The Chinese decided to name this new enthralling black powder "huo yao" or "Fire Chemical" to us, to which they developed it further. The mixture was inserted into the hollow of a bamboo stick, which was then tossed into a fire. When it landed in the fire the gases produced by the ignited burning powder inside caused an enormous build-up of pressure and subsequently blasted the tube apart in spectacular form. This is what we know as the earliest form of fire crackers.

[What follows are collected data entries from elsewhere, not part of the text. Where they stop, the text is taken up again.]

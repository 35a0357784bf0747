//! # System Constants
//!
//! Attribute names, index names and operational limits of the publication
//! registry's resource table, shared by the mutator, the iterator and the
//! configuration defaults.

/// Attribute names used by items in the resources table
pub mod attributes {
    /// Primary partition key
    pub const PK0: &str = "PK0";
    /// Primary sort key
    pub const SK0: &str = "SK0";
    /// Identifier index partition projection
    pub const PK3: &str = "PK3";
    /// Identifier index sort projection
    pub const SK3: &str = "SK3";
    /// Cristin identifier projection
    pub const PK4: &str = "PK4";
    /// Compressed JSON payload
    pub const DATA: &str = "data";
    /// Opaque version stamp rewritten on every mutation
    pub const VERSION: &str = "version";
    /// Key added to exported items holding the decoded payload
    pub const DECOMPRESSED_DATA: &str = "@data_decompressed";
}

/// Secondary index used to address a resource by its public identifier
pub const RESOURCES_BY_IDENTIFIER_INDEX: &str = "ResourcesByIdentifier";

/// Prefix of identifier projection values (`Resource:{identifier}`)
pub const RESOURCE_KEY_PREFIX: &str = "Resource:";

/// Default number of items requested per scan/query round trip
pub const DEFAULT_PAGE_SIZE: u32 = 700;

/// Default width of the task worker pool
pub const DEFAULT_CONCURRENCY: usize = 3;

/// Default cap on statements per transactional write
pub const DEFAULT_MAX_STATEMENTS_PER_TRANSACTION: usize = 25;

/// Hard store-side cap on statements per transactional write
pub const STORE_MAX_STATEMENTS_PER_TRANSACTION: usize = 100;

/// Store-side item size limit in bytes
pub const STORE_MAX_ITEM_BYTES: usize = 400 * 1024;

/// File name of the idempotency ledger inside a run's output directory
pub const DEFAULT_LEDGER_FILE_NAME: &str = "done_tasks.db";

/// Separator used when composing task keys from parts
pub const TASK_KEY_SEPARATOR: &str = ":";

/// Build the identifier projection value for a resource identifier
pub fn resource_key(identifier: &str) -> String {
    format!("{RESOURCE_KEY_PREFIX}{identifier}")
}

#[cfg(test)]
mod tests {
    use super::*;

    #[test]
    fn test_resource_key() {
        assert_eq!(resource_key("0190e0e7"), "Resource:0190e0e7");
    }

    #[test]
    fn test_limits_are_consistent() {
        assert!(DEFAULT_MAX_STATEMENTS_PER_TRANSACTION <= STORE_MAX_STATEMENTS_PER_TRANSACTION);
        assert!(DEFAULT_PAGE_SIZE > 0);
        assert!(DEFAULT_CONCURRENCY > 0);
    }
}
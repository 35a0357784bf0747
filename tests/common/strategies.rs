use std::collections::HashMap;

use proptest::prelude::*;
use registry_migrate::codec::{NativeValue, Number};

/// Strategy for JSON documents shaped like publication payloads
pub fn json_document_strategy() -> impl Strategy<Value = serde_json::Value> {
    let leaf = prop_oneof![
        Just(serde_json::Value::Null),
        any::<bool>().prop_map(serde_json::Value::Bool),
        any::<i64>().prop_map(|i| serde_json::json!(i)),
        (-4_000_000i64..4_000_000).prop_map(|q| serde_json::json!(q as f64 / 4.0)),
        "[a-zA-Z0-9 æøåÆØÅ:/._-]{0,40}".prop_map(serde_json::Value::String),
    ];
    leaf.prop_recursive(4, 64, 8, |inner| {
        prop_oneof![
            prop::collection::vec(inner.clone(), 0..8).prop_map(serde_json::Value::Array),
            prop::collection::hash_map("[a-zA-Z][a-zA-Z0-9]{0,15}", inner, 0..8)
                .prop_map(|m| serde_json::Value::Object(m.into_iter().collect())),
        ]
    })
}

fn number_strategy() -> impl Strategy<Value = Number> {
    prop_oneof![
        any::<i64>().prop_map(Number::Int),
        (i64::MAX as u64 + 1..=u64::MAX).prop_map(Number::UInt),
        (-1.0e12f64..1.0e12).prop_map(Number::Float),
    ]
}

/// Small integral numbers, as integers or floats, so sets repeat members
fn set_number_strategy() -> impl Strategy<Value = Number> {
    prop_oneof![
        (-4i64..4).prop_map(Number::Int),
        (-4i64..4).prop_map(|i| Number::Float(i as f64)),
    ]
}

/// Strategy for encodable native values; sets are homogeneous but may repeat
/// members in any order
pub fn native_value_strategy() -> impl Strategy<Value = NativeValue> {
    let leaf = prop_oneof![
        "[a-zA-Z0-9 ]{0,20}".prop_map(NativeValue::String),
        number_strategy().prop_map(NativeValue::Number),
        any::<bool>().prop_map(NativeValue::Bool),
        Just(NativeValue::Null),
        prop::collection::vec(any::<u8>(), 0..32).prop_map(NativeValue::Bytes),
        prop::collection::vec("[a-c]{1,2}", 1..6)
            .prop_map(|s| NativeValue::Set(s.into_iter().map(NativeValue::String).collect())),
        prop::collection::vec(set_number_strategy(), 1..6)
            .prop_map(|s| NativeValue::Set(s.into_iter().map(NativeValue::Number).collect())),
    ];
    leaf.prop_recursive(3, 32, 6, |inner| {
        prop_oneof![
            prop::collection::vec(inner.clone(), 0..6).prop_map(NativeValue::List),
            prop::collection::hash_map("[a-zA-Z_][a-zA-Z0-9_]{0,10}", inner, 0..6)
                .prop_map(|m: HashMap<String, NativeValue>| NativeValue::Map(m)),
        ]
    })
}
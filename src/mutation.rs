//! # Resource Mutator
//!
//! Looks up resources through the identifier index, builds single-item update
//! statements from typed attribute maps, and submits batches of statements as
//! one all-or-nothing transactional write.
//!
//! Statements are never retried implicitly. [`ResourceMutator::execute`]
//! submits once; [`ResourceMutator::execute_with_retry`] takes an explicit
//! [`RetryPolicy`] for transient store failures.

use std::collections::HashSet;

use serde_json::Value;
use tracing::{debug, error, info};
use uuid::Uuid;

use crate::codec::attribute::{encode_map, AttributeMap, Item, NativeValue, TaggedValue};
use crate::codec::payload::{compress, decode_item_payload};
use crate::config::MutationConfig;
use crate::constants::resource_key;
use crate::error::{MigrationError, Result};
use crate::resilience::RetryPolicy;
use crate::store::{
    render_key, ExpressionBuilder, KeyCondition, MutationStatement, QueryRequest, SharedStore,
    TableDescriptor,
};

/// A resource located through the identifier index
#[derive(Debug, Clone)]
pub struct FoundResource {
    /// Primary key of the stored item
    pub key: Item,
    pub item: Item,
    /// Decoded payload document, when the item carries one
    pub payload: Option<Value>,
}

/// Reads and transactional writes of resource items in one table
#[derive(Clone)]
pub struct ResourceMutator {
    store: SharedStore,
    table: TableDescriptor,
    settings: MutationConfig,
}

impl std::fmt::Debug for ResourceMutator {
    fn fmt(&self, f: &mut std::fmt::Formatter<'_>) -> std::fmt::Result {
        f.debug_struct("ResourceMutator")
            .field("table", &self.table)
            .field("settings", &self.settings)
            .finish_non_exhaustive()
    }
}

impl ResourceMutator {
    pub fn new(store: SharedStore, table: TableDescriptor, settings: MutationConfig) -> Self {
        Self {
            store,
            table,
            settings,
        }
    }

    pub fn table(&self) -> &TableDescriptor {
        &self.table
    }

    /// Largest batch [`execute`](Self::execute) accepts
    pub fn max_statements(&self) -> usize {
        self.settings.max_statements_per_transaction
    }

    /// Find a resource by public identifier, or `None` if it does not exist
    ///
    /// Queries the identifier index for equality on both its partition and
    /// sort projections, limited to one result.
    pub async fn find_by_identifier(&self, identifier: &str) -> Result<Option<FoundResource>> {
        let projection = TaggedValue::S(format!("{}{identifier}", self.settings.identifier_prefix));
        let request = QueryRequest {
            table: self.table.name.clone(),
            index: Some(self.settings.identifier_index.clone()),
            key_condition: KeyCondition::partition_eq(
                self.settings.identifier_partition_key.clone(),
                projection.clone(),
            )
            .and_sort_eq(self.settings.identifier_sort_key.clone(), projection),
            filter: None,
            limit: Some(1),
            exclusive_start_key: None,
        };

        let page = self.store.query_page(&request).await?;
        let Some(item) = page.items.into_iter().next() else {
            debug!(
                table = %self.table.name,
                identifier,
                "🔍 MUTATOR: No resource with identifier"
            );
            return Ok(None);
        };

        let key = self.table.key_of(&item)?;
        let payload = item
            .get(&self.settings.payload_attribute)
            .map(|raw| decode_item_payload(raw, &render_key(&key)))
            .transpose()?;
        Ok(Some(FoundResource { key, item, payload }))
    }

    /// Build one update statement setting every attribute in `attributes`
    ///
    /// Every attribute name goes through a `#attrN` alias and every value
    /// through a `:valN` placeholder. Fails with
    /// [`MigrationError::UnsupportedType`] if a value cannot be encoded.
    pub fn build_update(&self, key: &Item, attributes: &AttributeMap) -> Result<MutationStatement> {
        let key = self.table.key_of(key)?;
        if attributes.is_empty() {
            return Err(MigrationError::unsupported_type(
                "empty attribute map",
                format!("update of {} sets no attributes", render_key(&key)),
            ));
        }
        if let Some(attr) = self
            .table
            .key_attributes()
            .find(|attr| attributes.contains_key(*attr))
        {
            return Err(MigrationError::unsupported_type(
                "key attribute",
                format!("update of {} would modify key attribute {attr}", render_key(&key)),
            ));
        }

        let encoded = encode_map(attributes)?;
        let mut names: Vec<&String> = encoded.keys().collect();
        names.sort();

        let mut builder = ExpressionBuilder::with_prefixes("#attr", ":val");
        let mut clauses = Vec::with_capacity(names.len());
        for name in names {
            let alias = builder.name(name);
            let placeholder = builder.value(encoded[name].clone());
            clauses.push(format!("{alias} = {placeholder}"));
        }
        let (expression_attribute_names, expression_attribute_values) = builder.into_parts();

        Ok(MutationStatement {
            table: self.table.name.clone(),
            key,
            update_expression: format!("SET {}", clauses.join(", ")),
            expression_attribute_names,
            expression_attribute_values,
        })
    }

    /// Statement replacing the payload document and stamping a fresh version
    pub fn build_payload_update(
        &self,
        key: &Item,
        payload: &Value,
        extra: AttributeMap,
    ) -> Result<MutationStatement> {
        let mut attributes = extra;
        attributes.insert(
            self.settings.payload_attribute.clone(),
            NativeValue::Bytes(compress(payload)?),
        );
        attributes.insert(
            self.settings.version_attribute.clone(),
            NativeValue::String(Uuid::new_v4().to_string()),
        );
        self.build_update(key, &attributes)
    }

    /// Write a new payload document, plus any `extra` attributes, for one resource
    pub async fn update_payload(&self, key: &Item, payload: &Value, extra: AttributeMap) -> Result<()> {
        let statement = self.build_payload_update(key, payload, extra)?;
        self.execute(vec![statement]).await
    }

    /// Build every statement, then submit them as one transaction
    ///
    /// If any statement fails to build, nothing is submitted and the whole
    /// batch fails with [`MigrationError::TransactionFailed`].
    pub async fn execute_updates(&self, updates: &[(Item, AttributeMap)]) -> Result<()> {
        let mut statements = Vec::with_capacity(updates.len());
        for (key, attributes) in updates {
            match self.build_update(key, attributes) {
                Ok(statement) => statements.push(statement),
                Err(err) => {
                    let keys: Vec<String> = updates
                        .iter()
                        .map(|(k, _)| format!("{}[{}]", self.table.name, render_key(k)))
                        .collect();
                    error!(
                        table = %self.table.name,
                        key = %render_key(key),
                        error = %err,
                        "❌ MUTATOR: Statement could not be built, batch not submitted"
                    );
                    return Err(MigrationError::transaction_failed(
                        keys,
                        format!("statement for {} could not be built: {err}", render_key(key)),
                    ));
                }
            }
        }
        self.execute(statements).await
    }

    /// Submit `statements` as one all-or-nothing transaction
    pub async fn execute(&self, statements: Vec<MutationStatement>) -> Result<()> {
        self.execute_with_retry(statements, &RetryPolicy::none()).await
    }

    /// Submit `statements` as one transaction, retrying transient store
    /// failures under `retry`
    pub async fn execute_with_retry(
        &self,
        statements: Vec<MutationStatement>,
        retry: &RetryPolicy,
    ) -> Result<()> {
        if statements.is_empty() {
            debug!(table = %self.table.name, "🔍 MUTATOR: Empty batch, nothing to write");
            return Ok(());
        }
        let keys: Vec<String> = statements.iter().map(MutationStatement::describe_key).collect();
        self.validate_batch(&statements, &keys)?;

        let store = &self.store;
        let statements = &statements;
        let outcome = retry
            .run("transact_write", || async move { store.transact_write(statements).await })
            .await;

        match outcome {
            Ok(()) => {
                info!(
                    table = %self.table.name,
                    statements = statements.len(),
                    "✅ MUTATOR: Transaction committed"
                );
                Ok(())
            }
            Err(err) => {
                let err = match err {
                    failed @ MigrationError::TransactionFailed { .. } => failed,
                    other => MigrationError::transaction_failed(keys.clone(), other.to_string()),
                };
                error!(
                    table = %self.table.name,
                    keys = ?keys,
                    error = %err,
                    "❌ MUTATOR: Transaction failed, no statement applied"
                );
                Err(err)
            }
        }
    }

    fn validate_batch(&self, statements: &[MutationStatement], keys: &[String]) -> Result<()> {
        let limit = self.max_statements();
        if statements.len() > limit {
            return Err(MigrationError::transaction_failed(
                keys.to_vec(),
                format!(
                    "batch of {} statements exceeds the limit of {limit}; split it into smaller batches",
                    statements.len()
                ),
            ));
        }

        let mut seen = HashSet::new();
        for key in keys {
            if !seen.insert(key.as_str()) {
                return Err(MigrationError::transaction_failed(
                    keys.to_vec(),
                    format!("{key} is addressed more than once in one transaction"),
                ));
            }
        }
        Ok(())
    }
}

/// Primary key of a resource whose partition and sort key are both
/// `Resource:{identifier}`
pub fn resource_primary_key(table: &TableDescriptor, identifier: &str) -> Item {
    let value = TaggedValue::S(resource_key(identifier));
    table
        .key_attributes()
        .map(|attr| (attr.to_string(), value.clone()))
        .collect()
}
//! Conversion of stored items into plain JSON for batch output files.

use base64::engine::general_purpose::STANDARD;
use base64::Engine;
use serde_json::{Map, Value};
use tracing::warn;

use crate::codec::attribute::{Item, Number, TaggedValue};
use crate::codec::payload;
use crate::constants::attributes::DECOMPRESSED_DATA;

/// Convert a tagged value into plain JSON
///
/// Numbers become JSON numbers, binary becomes base64 text and sets become
/// arrays. A stored number JSON cannot represent is kept as its decimal string.
pub fn tagged_to_json(value: &TaggedValue) -> Value {
    match value {
        TaggedValue::S(s) => Value::String(s.clone()),
        TaggedValue::N(n) => number_to_json(n),
        TaggedValue::Bool(b) => Value::Bool(*b),
        TaggedValue::Null(_) => Value::Null,
        TaggedValue::B(b) => Value::String(STANDARD.encode(b)),
        TaggedValue::Ss(v) => Value::Array(v.iter().cloned().map(Value::String).collect()),
        TaggedValue::Ns(v) => Value::Array(v.iter().map(|n| number_to_json(n)).collect()),
        TaggedValue::Bs(v) => Value::Array(
            v.iter()
                .map(|b| Value::String(STANDARD.encode(b)))
                .collect(),
        ),
        TaggedValue::L(v) => Value::Array(v.iter().map(tagged_to_json).collect()),
        TaggedValue::M(m) => Value::Object(
            m.iter()
                .map(|(k, v)| (k.clone(), tagged_to_json(v)))
                .collect(),
        ),
    }
}

fn number_to_json(raw: &str) -> Value {
    match Number::parse(raw) {
        Some(Number::Int(i)) => Value::from(i),
        Some(Number::UInt(u)) => Value::from(u),
        Some(Number::Float(f)) => serde_json::Number::from_f64(f)
            .map(Value::Number)
            .unwrap_or_else(|| Value::String(raw.to_string())),
        None => Value::String(raw.to_string()),
    }
}

/// Convert a stored item to a JSON object
///
/// When `payload_attribute` holds a compressed document, the decoded document
/// is added under `@data_decompressed` next to the raw attribute.
pub fn item_to_json(item: &Item, payload_attribute: &str) -> Value {
    let mut object: Map<String, Value> = item
        .iter()
        .map(|(k, v)| (k.clone(), tagged_to_json(v)))
        .collect();

    if let Some(TaggedValue::B(raw)) = item.get(payload_attribute) {
        if payload::is_compressed(raw) {
            match payload::decompress(raw) {
                Ok(doc) => {
                    object.insert(DECOMPRESSED_DATA.to_string(), doc);
                }
                Err(e) => warn!(
                    attribute = payload_attribute,
                    error = %e,
                    "⚠️ EXPORT: Compressed payload did not contain JSON, exporting raw bytes only"
                ),
            }
        }
    }

    Value::Object(object)
}
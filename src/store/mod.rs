//! # Store Client
//!
//! The narrow slice of the wide-column store the migrations need: table
//! listing and description, paginated scan and query, point reads and
//! all-or-nothing transactional updates. Request and response shapes mirror
//! the store's native ones so a production adapter is a thin translation.
//!
//! Components receive an `Arc<dyn StoreClient>` at construction; there is no
//! process-wide client.

pub mod dynamodb;
pub mod expression;
pub mod memory;

use std::collections::HashMap;
use std::fmt;
use std::sync::Arc;

use async_trait::async_trait;
use serde::Serialize;

use crate::codec::attribute::{Item, TaggedValue};
use crate::error::{MigrationError, Result};

pub use dynamodb::{DynamoDbStore, DynamoDbStoreConfig};
pub use expression::{Condition, ExpressionBuilder, Filter, KeyCondition, Operator, SortCondition};
pub use memory::InMemoryStore;

/// Shared handle to a store client
pub type SharedStore = Arc<dyn StoreClient>;

/// Resolved identity of a table: name and primary key schema
#[derive(Debug, Clone, PartialEq, Eq, Hash, Serialize)]
pub struct TableDescriptor {
    pub name: String,
    pub partition_key: String,
    pub sort_key: Option<String>,
}

impl TableDescriptor {
    pub fn new(
        name: impl Into<String>,
        partition_key: impl Into<String>,
        sort_key: Option<&str>,
    ) -> Self {
        Self {
            name: name.into(),
            partition_key: partition_key.into(),
            sort_key: sort_key.map(str::to_string),
        }
    }

    /// Names of the primary key attributes
    pub fn key_attributes(&self) -> impl Iterator<Item = &str> {
        std::iter::once(self.partition_key.as_str()).chain(self.sort_key.as_deref())
    }

    /// Extract the primary key of `item`
    pub fn key_of(&self, item: &Item) -> Result<Item> {
        self.key_attributes()
            .map(|attr| {
                item.get(attr)
                    .map(|v| (attr.to_string(), v.clone()))
                    .ok_or_else(|| {
                        MigrationError::not_found(format!(
                            "key attribute {attr} on item in table {}",
                            self.name
                        ))
                    })
            })
            .collect()
    }

    /// Render the primary key of `item` for messages (`PK0=Resource:1, SK0=...`)
    pub fn describe_key(&self, item: &Item) -> String {
        self.key_attributes()
            .map(|attr| format!("{attr}={}", item.get(attr).map(render_key_value).unwrap_or_default()))
            .collect::<Vec<_>>()
            .join(", ")
    }
}

impl fmt::Display for TableDescriptor {
    fn fmt(&self, f: &mut fmt::Formatter<'_>) -> fmt::Result {
        match &self.sort_key {
            Some(sort) => write!(f, "{} ({}, {})", self.name, self.partition_key, sort),
            None => write!(f, "{} ({})", self.name, self.partition_key),
        }
    }
}

/// Render a key value compactly for log and error messages
pub fn render_key_value(value: &TaggedValue) -> String {
    match value {
        TaggedValue::S(s) | TaggedValue::N(s) => s.clone(),
        other => serde_json::to_string(other).unwrap_or_else(|_| other.type_tag().to_string()),
    }
}

/// Render any key map for messages, attributes sorted by name
pub fn render_key(key: &Item) -> String {
    let mut parts: Vec<String> = key
        .iter()
        .map(|(k, v)| format!("{k}={}", render_key_value(v)))
        .collect();
    parts.sort();
    parts.join(", ")
}

/// Table metadata beyond the key schema
#[derive(Debug, Clone, PartialEq, Serialize)]
pub struct TableInfo {
    pub descriptor: TableDescriptor,
    pub item_count: Option<i64>,
    pub status: Option<String>,
    pub indexes: Vec<String>,
}

/// One page of table names
#[derive(Debug, Clone, Default)]
pub struct TableNamePage {
    pub names: Vec<String>,
    pub last_evaluated_table_name: Option<String>,
}

/// A single scan round trip
#[derive(Debug, Clone, Default)]
pub struct ScanRequest {
    pub table: String,
    pub filter: Option<Filter>,
    pub limit: Option<u32>,
    pub exclusive_start_key: Option<Item>,
}

/// A single query round trip
#[derive(Debug, Clone)]
pub struct QueryRequest {
    pub table: String,
    pub index: Option<String>,
    pub key_condition: KeyCondition,
    pub filter: Option<Filter>,
    pub limit: Option<u32>,
    pub exclusive_start_key: Option<Item>,
}

/// Items of one page plus the continuation token and capacity consumed
#[derive(Debug, Clone, Default)]
pub struct PageResponse {
    pub items: Vec<Item>,
    pub last_evaluated_key: Option<Item>,
    pub consumed_capacity: f64,
}

/// A single-item conditionless update addressed by primary key
///
/// Attribute names and values are referenced from `update_expression` through
/// placeholders resolved by `expression_attribute_names` and
/// `expression_attribute_values`.
#[derive(Debug, Clone, PartialEq)]
pub struct MutationStatement {
    pub table: String,
    pub key: Item,
    pub update_expression: String,
    pub expression_attribute_names: HashMap<String, String>,
    pub expression_attribute_values: Item,
}

impl MutationStatement {
    /// Attribute names this statement sets, resolved through the alias table
    pub fn attribute_names(&self) -> Vec<&str> {
        let mut names: Vec<&str> = self
            .expression_attribute_names
            .values()
            .map(String::as_str)
            .collect();
        names.sort_unstable();
        names
    }

    pub fn describe_key(&self) -> String {
        format!("{}[{}]", self.table, render_key(&self.key))
    }
}

/// Operations the migrations require from the store
#[async_trait]
pub trait StoreClient: Send + Sync {
    /// One page of table names visible to the active credentials
    async fn list_tables(&self, exclusive_start_table_name: Option<String>) -> Result<TableNamePage>;

    /// Key schema and metadata of a table
    async fn describe_table(&self, name: &str) -> Result<TableInfo>;

    async fn scan_page(&self, request: &ScanRequest) -> Result<PageResponse>;

    async fn query_page(&self, request: &QueryRequest) -> Result<PageResponse>;

    async fn get_item(&self, table: &str, key: &Item) -> Result<Option<Item>>;

    /// Apply every statement or none of them
    ///
    /// A store-side rejection is reported as [`MigrationError::TransactionFailed`]
    /// naming every key in the batch.
    async fn transact_write(&self, statements: &[MutationStatement]) -> Result<()>;
}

From then on, fire crackers played a vital part to Chinese festivities of all kinds, including religious rituals and weddings. They were essential for these festivities as they were considered to produce a bang that was loud enough to ward off evil spirits!
It didn’t take long for the word and knowledge of fireworks to spread to the western world. An English Scholar, Roger Bacon who lived from 1214 to 1294, was one of the first Europeans to study gunpowder. He understood that it was the Salt Peter (KNO3) that was the driving force behind the explosion. He was also very aware that his findings had the dangerous potential of utterly revolutionising warfare. Due to this he took to writing his findings in code, as a vain attempt to save lives should his discovery reach the hands of the wrong people. We’re sure Bacon would be pleased to know that his code wasn’t deciphered for hundreds of years.
Come 1560 and European Chemists accomplished the feat of making gunpowder as explosive as possible through experimentation with the ingredients’ ratios. The final quantities were set as Salt Peter 75%, Charcoal 15%, and Sulphur 10%, and these ratios are still used today some 500 years later!
The result of the chemists’ findings brought about the end of medieval warfare due to the fact that metal armour could now be punctured by bullets, and the seemingly impenetrable walls of castles were now no match for cannon balls fired using explosions, as they simply smashed them to pieces.
Did you know that the true credit for developing fireworks into a genuine art form goes to the Italians? It was their development of aerial shells that propelled upward and exploded into a fountain of colour, thus lighting up the night sky for the enjoyment of dazzled onlookers.
Over time these firework displays evolved into more and more elaborate shows, progressively working their way into the back gardens of ordinary families. For a good 2,000 years, the only colours fireworks were able to yield were yellows and oranges with the use of steel and charcoal. However, during the 19th Century pyrotechnicians had the technology at their disposal to introduce reds, greens and blues to their displays.